- **Task brief**
Count every line in the following entries that holds the word "match". Only the number should be given.

- **Given records**
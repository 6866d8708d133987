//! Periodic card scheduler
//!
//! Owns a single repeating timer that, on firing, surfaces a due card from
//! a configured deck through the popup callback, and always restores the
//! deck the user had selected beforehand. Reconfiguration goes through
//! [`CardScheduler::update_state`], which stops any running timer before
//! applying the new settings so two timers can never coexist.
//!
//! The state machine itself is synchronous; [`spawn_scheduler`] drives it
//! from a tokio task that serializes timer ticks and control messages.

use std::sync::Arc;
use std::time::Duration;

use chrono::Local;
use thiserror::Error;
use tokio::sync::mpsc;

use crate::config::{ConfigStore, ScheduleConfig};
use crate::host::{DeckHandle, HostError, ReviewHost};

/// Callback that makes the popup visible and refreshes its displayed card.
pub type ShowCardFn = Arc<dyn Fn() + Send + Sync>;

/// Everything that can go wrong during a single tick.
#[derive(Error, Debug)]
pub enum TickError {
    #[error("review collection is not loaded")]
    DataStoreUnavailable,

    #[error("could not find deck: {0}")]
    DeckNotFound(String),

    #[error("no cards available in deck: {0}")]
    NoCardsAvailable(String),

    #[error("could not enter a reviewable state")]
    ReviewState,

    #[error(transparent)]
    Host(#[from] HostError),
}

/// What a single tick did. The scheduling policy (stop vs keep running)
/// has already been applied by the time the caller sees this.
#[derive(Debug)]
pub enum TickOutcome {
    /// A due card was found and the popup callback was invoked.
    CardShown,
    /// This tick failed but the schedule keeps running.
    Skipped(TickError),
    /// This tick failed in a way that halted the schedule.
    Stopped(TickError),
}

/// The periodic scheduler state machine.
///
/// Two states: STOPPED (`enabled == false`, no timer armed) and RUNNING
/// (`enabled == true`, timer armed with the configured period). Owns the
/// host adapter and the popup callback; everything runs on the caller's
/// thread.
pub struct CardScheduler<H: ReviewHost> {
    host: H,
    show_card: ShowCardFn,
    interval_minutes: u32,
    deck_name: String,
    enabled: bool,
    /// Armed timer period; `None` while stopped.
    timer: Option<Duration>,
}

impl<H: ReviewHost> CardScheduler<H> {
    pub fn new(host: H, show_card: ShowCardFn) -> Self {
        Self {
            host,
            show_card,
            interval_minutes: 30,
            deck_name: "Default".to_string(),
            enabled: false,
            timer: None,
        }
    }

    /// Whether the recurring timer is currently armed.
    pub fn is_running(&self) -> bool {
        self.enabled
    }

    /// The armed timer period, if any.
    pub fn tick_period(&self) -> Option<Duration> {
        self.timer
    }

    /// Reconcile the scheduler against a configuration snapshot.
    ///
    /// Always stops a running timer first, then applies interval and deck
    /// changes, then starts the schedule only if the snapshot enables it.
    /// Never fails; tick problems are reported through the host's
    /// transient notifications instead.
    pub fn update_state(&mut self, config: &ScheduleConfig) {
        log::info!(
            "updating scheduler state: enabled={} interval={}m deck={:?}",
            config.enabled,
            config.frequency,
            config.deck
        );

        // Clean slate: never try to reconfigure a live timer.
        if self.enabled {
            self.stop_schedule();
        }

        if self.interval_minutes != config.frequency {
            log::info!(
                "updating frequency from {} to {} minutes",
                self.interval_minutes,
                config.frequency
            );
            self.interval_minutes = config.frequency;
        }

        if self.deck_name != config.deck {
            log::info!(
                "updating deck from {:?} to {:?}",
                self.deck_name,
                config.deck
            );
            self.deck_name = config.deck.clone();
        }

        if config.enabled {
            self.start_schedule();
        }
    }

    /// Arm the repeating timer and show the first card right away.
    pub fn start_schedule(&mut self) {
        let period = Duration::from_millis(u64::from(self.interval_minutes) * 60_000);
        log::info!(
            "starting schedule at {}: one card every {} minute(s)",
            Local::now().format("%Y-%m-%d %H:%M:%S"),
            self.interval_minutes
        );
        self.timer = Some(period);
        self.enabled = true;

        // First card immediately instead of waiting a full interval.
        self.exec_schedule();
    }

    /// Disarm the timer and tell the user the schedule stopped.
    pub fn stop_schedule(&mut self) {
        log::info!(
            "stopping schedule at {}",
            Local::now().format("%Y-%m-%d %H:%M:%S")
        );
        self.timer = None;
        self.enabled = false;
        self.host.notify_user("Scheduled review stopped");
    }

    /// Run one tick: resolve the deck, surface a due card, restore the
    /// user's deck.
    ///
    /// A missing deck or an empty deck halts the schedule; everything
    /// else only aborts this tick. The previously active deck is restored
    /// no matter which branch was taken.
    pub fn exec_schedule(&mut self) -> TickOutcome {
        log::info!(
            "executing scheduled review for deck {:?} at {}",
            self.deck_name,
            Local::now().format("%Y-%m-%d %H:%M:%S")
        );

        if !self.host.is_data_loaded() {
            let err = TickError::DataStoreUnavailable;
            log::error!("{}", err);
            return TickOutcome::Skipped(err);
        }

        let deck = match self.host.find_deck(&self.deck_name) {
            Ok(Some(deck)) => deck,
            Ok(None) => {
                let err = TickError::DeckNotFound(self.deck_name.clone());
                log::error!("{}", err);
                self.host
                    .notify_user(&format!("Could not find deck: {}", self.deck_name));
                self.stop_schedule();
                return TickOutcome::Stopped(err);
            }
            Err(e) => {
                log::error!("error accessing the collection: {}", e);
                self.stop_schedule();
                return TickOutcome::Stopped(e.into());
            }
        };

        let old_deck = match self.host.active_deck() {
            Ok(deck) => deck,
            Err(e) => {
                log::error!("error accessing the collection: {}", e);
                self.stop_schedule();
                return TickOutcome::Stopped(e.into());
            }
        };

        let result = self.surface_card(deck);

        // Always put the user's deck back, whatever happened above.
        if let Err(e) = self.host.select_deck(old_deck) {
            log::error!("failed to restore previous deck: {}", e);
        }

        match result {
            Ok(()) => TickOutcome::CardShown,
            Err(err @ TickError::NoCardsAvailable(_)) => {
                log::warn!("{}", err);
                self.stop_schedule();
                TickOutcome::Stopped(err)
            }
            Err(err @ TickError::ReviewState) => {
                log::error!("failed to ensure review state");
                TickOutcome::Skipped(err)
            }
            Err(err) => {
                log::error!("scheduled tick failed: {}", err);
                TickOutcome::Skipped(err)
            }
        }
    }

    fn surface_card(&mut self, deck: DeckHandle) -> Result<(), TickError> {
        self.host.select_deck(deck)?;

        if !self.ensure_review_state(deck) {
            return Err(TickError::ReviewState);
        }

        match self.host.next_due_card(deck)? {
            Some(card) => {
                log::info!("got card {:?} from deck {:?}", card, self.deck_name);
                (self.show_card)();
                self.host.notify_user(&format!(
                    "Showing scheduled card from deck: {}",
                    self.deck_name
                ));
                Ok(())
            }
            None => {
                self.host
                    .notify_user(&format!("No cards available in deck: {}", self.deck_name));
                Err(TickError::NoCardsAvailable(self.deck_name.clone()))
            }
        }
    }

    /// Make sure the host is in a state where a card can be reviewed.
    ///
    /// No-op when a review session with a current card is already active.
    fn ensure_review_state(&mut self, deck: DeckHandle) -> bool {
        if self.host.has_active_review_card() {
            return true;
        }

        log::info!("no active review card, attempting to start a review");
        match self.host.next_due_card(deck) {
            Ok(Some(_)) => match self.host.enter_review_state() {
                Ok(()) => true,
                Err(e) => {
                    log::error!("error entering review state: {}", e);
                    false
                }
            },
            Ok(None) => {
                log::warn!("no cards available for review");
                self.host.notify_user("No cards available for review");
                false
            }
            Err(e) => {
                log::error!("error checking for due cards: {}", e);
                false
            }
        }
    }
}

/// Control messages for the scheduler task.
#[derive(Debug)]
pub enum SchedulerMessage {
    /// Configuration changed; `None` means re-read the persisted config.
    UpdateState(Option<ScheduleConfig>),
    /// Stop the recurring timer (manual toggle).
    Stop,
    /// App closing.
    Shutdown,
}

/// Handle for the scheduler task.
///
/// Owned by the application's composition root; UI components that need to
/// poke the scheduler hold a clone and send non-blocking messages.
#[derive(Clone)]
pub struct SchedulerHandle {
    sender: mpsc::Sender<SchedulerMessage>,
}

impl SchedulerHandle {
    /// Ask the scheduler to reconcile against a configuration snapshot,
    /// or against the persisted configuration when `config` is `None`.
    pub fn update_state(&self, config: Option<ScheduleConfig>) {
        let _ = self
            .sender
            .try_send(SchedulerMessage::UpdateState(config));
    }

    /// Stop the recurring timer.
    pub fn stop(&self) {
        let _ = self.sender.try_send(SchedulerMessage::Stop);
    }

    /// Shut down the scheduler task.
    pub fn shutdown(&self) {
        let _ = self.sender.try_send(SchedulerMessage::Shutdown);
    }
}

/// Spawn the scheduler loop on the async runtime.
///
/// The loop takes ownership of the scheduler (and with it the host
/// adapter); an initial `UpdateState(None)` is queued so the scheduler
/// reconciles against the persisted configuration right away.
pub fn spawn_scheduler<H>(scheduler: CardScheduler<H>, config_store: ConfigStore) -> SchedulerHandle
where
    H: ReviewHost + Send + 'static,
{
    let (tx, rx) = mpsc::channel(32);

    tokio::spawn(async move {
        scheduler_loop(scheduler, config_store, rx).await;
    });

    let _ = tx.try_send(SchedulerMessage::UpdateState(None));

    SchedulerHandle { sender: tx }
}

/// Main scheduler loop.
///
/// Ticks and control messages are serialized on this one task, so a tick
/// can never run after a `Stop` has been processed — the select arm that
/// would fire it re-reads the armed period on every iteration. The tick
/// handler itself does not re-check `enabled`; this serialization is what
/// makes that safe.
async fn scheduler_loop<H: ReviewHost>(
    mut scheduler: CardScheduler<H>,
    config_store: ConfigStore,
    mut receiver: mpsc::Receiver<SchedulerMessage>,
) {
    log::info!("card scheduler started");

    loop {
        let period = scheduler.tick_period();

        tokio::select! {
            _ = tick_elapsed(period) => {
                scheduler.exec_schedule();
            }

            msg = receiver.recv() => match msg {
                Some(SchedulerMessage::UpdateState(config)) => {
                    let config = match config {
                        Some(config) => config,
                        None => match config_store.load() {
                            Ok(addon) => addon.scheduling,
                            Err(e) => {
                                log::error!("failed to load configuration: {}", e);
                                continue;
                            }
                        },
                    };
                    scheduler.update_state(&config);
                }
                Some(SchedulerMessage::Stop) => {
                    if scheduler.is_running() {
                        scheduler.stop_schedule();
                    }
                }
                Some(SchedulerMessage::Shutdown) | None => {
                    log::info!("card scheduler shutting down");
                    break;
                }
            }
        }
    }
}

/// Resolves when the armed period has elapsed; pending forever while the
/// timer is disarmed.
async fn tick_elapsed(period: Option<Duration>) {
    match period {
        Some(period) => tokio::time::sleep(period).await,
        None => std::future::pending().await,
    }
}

- **Expected answer**
10